Baker Hughes accelerated its commitment to clean energy and the energy transition in October 2019 when it officially changed its name from Baker Hughes, a GE company, to Baker Hughes Co. and rebranded from an oilfield services provider to an energy technology company.

West said the company's value has been buoyed by its leverage to LNG as a transition fuel, its clean balance sheet, its consistent dividend, and most recently the "highly successful IPO of C3.ai, in which Baker Hughes has an about 13% stake."

Baker Hughes invested about $70 million in artificial software provider C3.ai. That investment snowballed to an estimated value of about $1 billion based on the stock's opening price of $100 per share, according to Credit Suisse analyst Jacob Lundberg.

The relatively weak stock performance by industry bellwether Schlumberger, meanwhile, results from the behemoth company's "worst balance sheet" and "most significant value destruction under prior CEO" Paal Kibsgaard, Simmons analyst Bill Herbert said in a Dec. 15 email. Olivier Le Peuch succeeded Kibsgaard as CEO in August 2019.

Far less exposed than Baker Hughes to the energy transition, Schlumberger and the other leading oilfield services companies are looking for opportunities to invest in the energy transition as investment dollars become increasingly dependent on how a company handles environmental, social and governance issues.

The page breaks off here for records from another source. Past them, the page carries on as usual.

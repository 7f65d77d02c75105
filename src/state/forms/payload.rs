//! Submission payload sent to the form relay

use chrono::{DateTime, Local};
use uuid::Uuid;

/// Sent in place of an empty phone number
pub const PHONE_NOT_PROVIDED: &str = "Not provided";
/// Sent in place of an unselected service
pub const SERVICE_NOT_SPECIFIED: &str = "Not specified";
/// Closing line of the relayed transcript
pub const TRANSCRIPT_FOOTER: &str = "Sent from the Rage Cycles website contact form";

/// Snapshot of the form taken at submit time
#[derive(Debug, Clone, PartialEq)]
pub struct SubmissionPayload {
    /// Only used to correlate log lines for one attempt
    pub id: Uuid,
    pub first_name: String,
    pub last_name: String,
    pub email: String,
    pub phone: String,
    pub service: String,
    pub message: String,
    pub submitted_at: DateTime<Local>,
}

impl SubmissionPayload {
    /// Build a payload, substituting sentinels for empty optional fields
    pub fn new(
        first_name: &str,
        last_name: &str,
        email: &str,
        phone: &str,
        service: &str,
        message: &str,
        submitted_at: DateTime<Local>,
    ) -> Self {
        Self {
            id: Uuid::new_v4(),
            first_name: first_name.to_string(),
            last_name: last_name.to_string(),
            email: email.to_string(),
            phone: or_sentinel(phone, PHONE_NOT_PROVIDED),
            service: or_sentinel(service, SERVICE_NOT_SPECIFIED),
            message: message.to_string(),
            submitted_at,
        }
    }

    /// Subject line for the relayed email
    pub fn subject(&self) -> String {
        format!(
            "New Contact Form Submission from {} {}",
            self.first_name, self.last_name
        )
    }

    /// Human-readable transcript of the whole submission
    pub fn transcript(&self) -> String {
        format!(
            "New contact form submission:\n\
             \n\
             Name: {} {}\n\
             Email: {}\n\
             Phone: {}\n\
             Service Interest: {}\n\
             \n\
             Message:\n\
             {}\n\
             \n\
             Submitted: {}\n\
             \n\
             ---\n\
             {}",
            self.first_name,
            self.last_name,
            self.email,
            self.phone,
            self.service,
            self.message,
            self.submitted_at.format("%m/%d/%Y, %I:%M:%S %p"),
            TRANSCRIPT_FOOTER,
        )
    }

    /// Every form field the relay receives, in send order
    pub fn form_fields(&self) -> Vec<(&'static str, String)> {
        vec![
            ("firstName", self.first_name.clone()),
            ("lastName", self.last_name.clone()),
            ("email", self.email.clone()),
            ("phone", self.phone.clone()),
            ("service", self.service.clone()),
            ("message", self.message.clone()),
            ("_replyto", self.email.clone()),
            ("_subject", self.subject()),
            ("_message", self.transcript()),
        ]
    }
}

fn or_sentinel(value: &str, sentinel: &str) -> String {
    let value = value.trim();
    if value.is_empty() {
        sentinel.to_string()
    } else {
        value.to_string()
    }
}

In June, Schlumberger introduced its New Energy business, which houses energy ventures Celsius Energy — its low-heat geothermal initiative — and Genvia — a partnership with the French Alternative Energies and Atomic Energy Commission and Vinci Construction to advance hydrogen.

Houston-based Halliburton is taking a more cautious approach, taking advantage of capital already invested in digital and other technologies to support customer efforts to decarbonize production and reach their emissions reduction goals. Carbon capture and geothermal drilling services are also part of the mix.

Halliburton also created Halliburton Labs, lending its facilities, technical expertise and business network to early-stage clean-energy companies in exchange for a minor equity stake in them. However, President and CEO Jeff Miller said Halliburton is first and foremost an oilfield services company.

As oil prices rise and spending on exploration and production improves, shares of oilfield services companies should appreciate from current levels, West said. The Evercore ISI analyst said at the current $50 per barrel Brent crude oil price, oilfield services and equipment providers should begin to see more work.

However, the rate that oil demand will grow will slow considerably compared to the last 10 years, Herbert said. Crude oil will remain a prominent part of the energy mix, and investors, to some extent, will look beyond oil market exposure and invest in companies still able to generate generous free cash flow and investor returns, the Simmons analyst said, with the caveat: "[free cash flow] yields need to be approaching double-digit levels in order to attract high-quality capital."

While investors desire a more significant push towards greener energy, West said, "markets and valuations are more tethered to value creation than societal views, so the ultimate way to attract investors is through higher returns."

"The ultimate valuation levels which can be achieved, however, will likely be lower this cycle if the companies don't embrace the transition," West said.